WORK TO BE COMPLETED: How does the data below read from its first line through the line containing "the staking source"? Print those lines exactly.

(TASK MATERIAL begins)

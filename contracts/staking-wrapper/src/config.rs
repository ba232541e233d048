//! Wrapper configuration

use borsh::{BorshDeserialize, BorshSerialize};
use serde::{Deserialize, Serialize};

use staked_collateral_common::{
    constants::fees::{DEFAULT_PROTOCOL_FEE, MAX_PROTOCOL_FEE},
    validation::require_nonzero_address,
    Address, LedgerError, LedgerResult, ProtocolPools,
};

/// Configuration for the staking wrapper
#[derive(Debug, Clone, PartialEq, Eq, Serialize, Deserialize, BorshSerialize, BorshDeserialize)]
pub struct WrapperConfig {
    /// The wrapper's own address (holder of staked and reward tokens)
    pub address: Address,
    /// Pool id in the staking source
    pub staking_pool_id: u64,
    /// Primary reward token paid by the base reward pool
    pub crv_token: Address,
    /// Secondary canonical reward token
    pub cvx_token: Address,
    /// Receiver of the protocol fee share
    pub treasury: Address,
    /// Protocol-internal pools (never accrue rewards directly)
    pub protocol_pools: ProtocolPools,
    /// Initial protocol fee (1e18 = 100%)
    pub protocol_fee: u128,
}

impl WrapperConfig {
    /// Config with the default protocol fee
    pub fn new(
        address: Address,
        staking_pool_id: u64,
        crv_token: Address,
        cvx_token: Address,
        treasury: Address,
        protocol_pools: ProtocolPools,
    ) -> Self {
        Self {
            address,
            staking_pool_id,
            crv_token,
            cvx_token,
            treasury,
            protocol_pools,
            protocol_fee: DEFAULT_PROTOCOL_FEE,
        }
    }

    /// Reject configs the wrapper cannot run with
    pub fn validate(&self) -> LedgerResult<()> {
        require_nonzero_address(&self.address, "wrapper address is zero")?;
        require_nonzero_address(&self.crv_token, "crv token is zero")?;
        require_nonzero_address(&self.cvx_token, "cvx token is zero")?;
        require_nonzero_address(&self.treasury, "treasury is zero")?;
        if self.crv_token == self.cvx_token {
            return Err(LedgerError::InvalidParameter {
                param: "cvx_token",
                reason: "canonical reward tokens must differ",
            });
        }
        if self.protocol_fee > MAX_PROTOCOL_FEE {
            return Err(LedgerError::InvalidParameter {
                param: "protocol_fee",
                reason: "exceeds 1.0",
            });
        }
        Ok(())
    }
}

(TASK MATERIAL ends)

ANSWER TO THE PROBLEM:
filename contracts/staking-wrapper/src/config.rs
repository ba232541e233d048
//! Wrapper configuration

use borsh::{BorshDeserialize, BorshSerialize};
use serde::{Deserialize, Serialize};

use staked_collateral_common::{
    constants::fees::{DEFAULT_PROTOCOL_FEE, MAX_PROTOCOL_FEE},
    validation::require_nonzero_address,
    Address, LedgerError, LedgerResult, ProtocolPools,
};

/// Configuration for the staking wrapper
#[derive(Debug, Clone, PartialEq, Eq, Serialize, Deserialize, BorshSerialize, BorshDeserialize)]
pub struct WrapperConfig {
    /// The wrapper's own address (holder of staked and reward tokens)
    pub address: Address,
    /// Pool id in the staking source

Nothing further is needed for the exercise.